Царствование Людвига-Филиппа развернуло все стыдившееся света, семнадцать лет разврата воспитало современную буржуази, и она наконец выродилась, как Меровинги, ей спасенья нет, она идет в гроб, она посвящена богам. Революция 24 февраля хотела ее вынести с собою, – мы видим результат, вот вам assemblée nationale – ни объему мысли, ни élan[301], ни благородства, – оно на бесконечную пропасть ниже революции, современности – – и подите сдвиньте их с их жалких, давно обойденных теорий. – Roué из roués, Тьер или Марраст – что, вы думаете, поняли они важность социальных вопросов? Они и не подозревают, они умны и ловки в своем известном круге идей – за границей его они пошлы. – Взгляните на их литературу, возьмите их журналы, ступайте в их ученые общества, взгляните на их искусства – на эти истомленные, исковерканные сладострастием статуи, на выражение лиц, которое домогается схватить живописец, – подите на их гулянье, где пошлость, мескинность спорит с нелепостью и безвкусием, – наконец, идите в театр, и мера смерти этого сословия выйдет перед вами на сцене. Вторую половину сорок седьмого года давали ежедневно «Le Chevalier de Maison Rouge» Дюма; я уродливее и глупее пьесы не видел, прибавьте еще, что она писана в самом раболепном духе, – театр был всякий раз полон.

На закраине между работником, пролетарием и буржуази находится бедное мещанство. Оно грубо и резко представляет внутри себя антагонизм народа и буржуази. Часть его считает себя народом и ненавидит больше работника богатую буржуази; тут начинается нравственное население Франции, это сословие республиканское, благородное, здесь люди имеют верования, здесь живы предания Великой революции, тут я встречал древних матрон – матерей, которые радовались, что их дети идут на баррикады, тут я встречал гордую и величавую бедность, у них не утратился даже живой, веселый, чисто французский ум. Возле них с одной стороны такая же бедная буржуази, но отделившаяся от народа, – это мелкие лавочники, мастеровые-хозяева, сидельцы, эписье, консьержи богатых домов, лакеи, главные наемщики – тут во всей грубости являются все недостатки мещанства, ненависть к народу, скупость, надменность и проч. С другой стороны работники – о которых мы говорили в прошлом письме. Работники и демократическая буржуази наполняют парижские предместья – эти казармы революции, о которых говаривал, покачивая головой, Людвиг-Филипп: «Paris et ses aimables faubourgs». Без работников, без aimables faubouriens[302] я не вижу, откуда Франция могла бы ждать спасенья.

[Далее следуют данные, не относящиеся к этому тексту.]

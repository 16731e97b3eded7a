//! Photoplotter interpreter: tokenizer, state machine and event sink.

pub mod format;
pub mod sink;
pub mod state;
pub mod tokenizer;
pub mod types;

use log::debug;

use crate::error::ConversionError;
use crate::options::ConversionOptions;

pub use format::{AxisFormat, CoordinateFormat, CoordinateNotation, Units, ZeroOmission};
pub use sink::{DrawEventSink, SinkOutput};
pub use state::{DrawMode, PlotterState};
pub use tokenizer::{IncludeSource, NoIncludes, Token, Tokenized, Tokenizer};
pub use types::{Conversion, Diagnostic, DiagnosticKind, DrawEvent, Primitive};

/// Convert a photoplotter stream with default options and no includes.
///
/// # Errors
///
/// See [`convert_with`].
pub fn convert(text: &str) -> Result<Conversion, ConversionError> {
    convert_with(text, &ConversionOptions::default(), &NoIncludes)
}

/// Convert a photoplotter stream.
///
/// Problems with individual commands never fail the job; they are listed in
/// [`Conversion::diagnostics`].
///
/// # Errors
///
/// Returns [`ConversionError::EmptyInput`] for blank input and
/// [`ConversionError::Tokenize`] when a top-level `%` block is never closed.
pub fn convert_with(
    text: &str,
    options: &ConversionOptions,
    includes: &dyn IncludeSource,
) -> Result<Conversion, ConversionError> {
    if text.trim().is_empty() {
        return Err(ConversionError::EmptyInput);
    }
    let options = &options.clamped();

    let Tokenized {
        tokens,
        include_failures,
    } = Tokenizer::new(includes, options.max_include_depth).tokenize(text)?;

    let mut diagnostics: Vec<Diagnostic> = include_failures
        .into_iter()
        .map(|failure| Diagnostic {
            command_index: failure.token_index,
            command: failure.command,
            kind: DiagnosticKind::IncludeFailed {
                name: failure.name,
                reason: failure.reason,
            },
        })
        .collect();

    let mut state = PlotterState::new(options);
    let mut sink = DrawEventSink::new(options.strict_polygons);
    let mut command_count = 0;
    let mut last_command = (0, String::new());

    for (index, token) in tokens.iter().enumerate() {
        if state.is_stopped() {
            break;
        }

        let events = state.execute(token);
        let Token::Command(command) = token else {
            continue;
        };
        command_count += 1;

        let mut kinds = state.take_diagnostics();
        kinds.extend(events.into_iter().filter_map(|event| sink.accept(event)));
        diagnostics.extend(kinds.into_iter().map(|kind| Diagnostic {
            command_index: index,
            command: command.clone(),
            kind,
        }));
        last_command = (index, command.clone());
    }

    let output = sink.finish(options.centre, options.mirror_y_axis);
    if let Some(kind) = output.unclosed_contour {
        diagnostics.push(Diagnostic {
            command_index: last_command.0,
            command: last_command.1,
            kind,
        });
    }
    diagnostics.sort_by_key(|diagnostic| diagnostic.command_index);

    debug!(
        "converted {command_count} commands into {} primitives with {} diagnostics",
        output.primitives.len(),
        diagnostics.len()
    );

    Ok(Conversion {
        primitives: output.primitives,
        diagnostics,
        bounds: output.bounds,
        clear_ranges: output.clear_ranges,
        command_count,
    })
}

Были люди, защищавшие буржуази в 1847 году, – в 48-м, кроме буржуа, никто ее не защищает. Она себя показала. Предупреждая возражение – которое я уже слыхал – прибавлю, что без сомнения нет забора, который бы отделял демократическую буржуази от враждебной народу, тут нет ни каст, ни грамот – но есть факт, непреложный, дошедший теперь до открытой войны, до того, что два враждебные стана стоят каждый под своими знаменами. Найдутся люди, которые независимо от своего положения, по убеждению перейдут из стана в стан, и еще более найдутся такие, которые, переходя из звания работника в звание хозяина, – делаются яростными буржуа. Против всеобщности нами высказанного факта это ничего не значит – это перемена лиц, а не принципа. Открытая борьба народа с буржуази перед глазами – это начало страшной, социальной войны. Миновать ее невозможно.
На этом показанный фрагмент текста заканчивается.